The first week is the worst…i can barely walk without feeling pain every time i stride with my right leg. Sitting hurts as well, because my sitting bone hurts as well. I try to exercise as much as i can indoors. To my surprise, i manage to complete almost all my group exercises that do not include running. This means almost all my regular group exercises , plus a bit Yoga and at home i use foam roller as much as i can. Weekends are the worse because i’m used to have my long runs which are so vital to me. Eventually, i decide to go to my favorite hill in Helsinki (Malminkartanonhuippu) and run up the 423 steps 10 times. After 7 times i almost quit because of the pain…but somehow i manage to complete 10 climbs and i feel so happy about it. This makes me a bit more hopeful. However, on the following days i suffer from severe pain on my left hip , most likely because my left leg was somehow compensating for the right one. Later i find out that due to this injury, i get so easily muscles cramps in my legs so it reached a point when each morning i could wake up with a ‘new’ pain somewhere in my legs. I cannot give up on my favorite group classes…so even though i know i would ‘pay’ the price somehow afterwards, i continue with them. After 2 weeks i’m able to walk normally, but running is almost impossible.
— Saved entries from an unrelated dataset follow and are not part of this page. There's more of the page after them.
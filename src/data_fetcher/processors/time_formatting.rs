//! Timestamp decoding and presentation formatting
//!
//! Providers encode start times as either epoch milliseconds or ISO-8601
//! strings. Everything is decoded to timezone-aware UTC instants; naive
//! timestamps never leave this module. Conversion to KST is a presentation
//! policy applied explicitly by callers, never inside normalization.

use crate::constants::KST_OFFSET_SECONDS;
use crate::error::AppError;
use chrono::{DateTime, FixedOffset, TimeZone, Utc};
use serde_json::Value;

/// Decodes a raw start-time value into a UTC instant.
///
/// Numbers are interpreted as epoch milliseconds in UTC; strings are
/// parsed as ISO-8601 / RFC 3339 (a trailing `Z` reads as UTC offset).
/// Anything else, including unparseable strings, yields `None` so the
/// caller can decide whether the record is salvageable.
///
/// # Examples
///
/// ```
/// use esports_schedule::data_fetcher::processors::parse_start_time;
/// use serde_json::json;
///
/// let from_millis = parse_start_time(&json!(1700000000000_i64)).unwrap();
/// let from_iso = parse_start_time(&json!("2023-11-14T22:13:20Z")).unwrap();
/// assert_eq!(from_millis, from_iso);
/// ```
pub fn parse_start_time(raw: &Value) -> Option<DateTime<Utc>> {
    match raw {
        Value::Number(n) => {
            let millis = n.as_i64()?;
            Utc.timestamp_millis_opt(millis).single()
        }
        Value::String(s) => DateTime::parse_from_rfc3339(s)
            .ok()
            .map(|t| t.with_timezone(&Utc)),
        _ => None,
    }
}

/// Converts a UTC instant to Korea Standard Time (UTC+9).
///
/// Presentation-layer policy: the normalization core stays in UTC, and
/// call sites that render for a KST audience opt in here.
pub fn to_kst(instant: DateTime<Utc>) -> DateTime<FixedOffset> {
    let kst = FixedOffset::east_opt(KST_OFFSET_SECONDS)
        .expect("KST offset is a valid fixed offset");
    instant.with_timezone(&kst)
}

/// Formats an instant in KST for display, e.g. "2025-03-01 17:00 KST".
pub fn format_kst(instant: DateTime<Utc>) -> String {
    to_kst(instant).format("%Y-%m-%d %H:%M KST").to_string()
}

/// Parses a user-supplied `YYYY-MM` month argument.
pub fn parse_year_month(input: &str) -> Result<(i32, u32), AppError> {
    let (year_str, month_str) = input.split_once('-').ok_or_else(|| {
        AppError::datetime_parse_error(format!("Expected YYYY-MM, got '{input}'"))
    })?;
    let year = year_str
        .parse::<i32>()
        .map_err(|e| AppError::datetime_parse_error(format!("Invalid year in '{input}': {e}")))?;
    let month = month_str
        .parse::<u32>()
        .map_err(|e| AppError::datetime_parse_error(format!("Invalid month in '{input}': {e}")))?;
    if !(1..=12).contains(&month) {
        return Err(AppError::datetime_parse_error(format!(
            "Month out of range in '{input}'"
        )));
    }
    Ok((year, month))
}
However, on my second round for the step intervals, i’m getting better and this time i complete 10 climbs without any severe problem. Yet, i cannot run , so i walk all my way down each time. At the end of week 3, i manage to run my way down slowly, so i’m happy for that and to my surprise, i’m getting to like a lot those steps climbs even though they nearly kill my legs every time….i just love so much this feeling of exhaustion and satisfaction i have after climb no. 10.

Resting after another 10 steps intervals in Malminkartano

Even though i’m grateful for being able to train indoors and to climb stairs..i’m still sometimes wondering whether i’ll ever run free from pain ever again like i used to…i can’t even remember what it feels like. The worse part is that i feel as if i don’t have control over my body anymore. I feel as if my body is betraying me each time i train or go for a run. I know i need to find redemption somehow. So i read to get inspired the wonderful book : ‘Mud , Sweat and Tears’ by Moire O’sullivan which just makes me miss the mountains even more. Then i decide that if i spent half of this year injured, i deserve to have at least one race this year in which i can run at my best..or at least not injured. Moreover, i really want to try next year the CCC course of the UTMB , but for that i need to collect extra 2 UTMB points. I have one from Swissalpine but i need 2 more by the end of this year in order to apply for CCC next year. Thus, i sign up for Coastal Trail Series (CTS) Dorset, which is about 73km route with approximately 2500m elevation in the southern coast of UK. Yeahhh:) . The race is on December 5th, so hopefully by then i'm fully recovered. I know it might be very cold and slippery during that time but at least now i have a goal to look forward to and that makes me a bit happier.

But i do not stop at 2015. i started plotting my way towards my first 100 miler during 2017. My dream is to run the Western states (WS100) and if i succeed, to run the UTMB (166km).

Meanwhile, 4 weeks after my injury, i’m only able to run very slowly, with an extremely poor running dynamics …but i’m able to enjoy those beautiful autumn colors that i love so much. I will forever be grateful for those precious moments even if my running is poor. Ironically, just as i was feeling so down because of my poor running condition , i went for a bike ride with my friends and i actually realized that my cycling became really faster than it used to be even with completely cramped muscles…at least one positive thing! :)

Finding happiness in Autumn cycling

My only wish at the moment is just to run pain free….not sure if and when it’s gonna happen..but it has to….right??!!!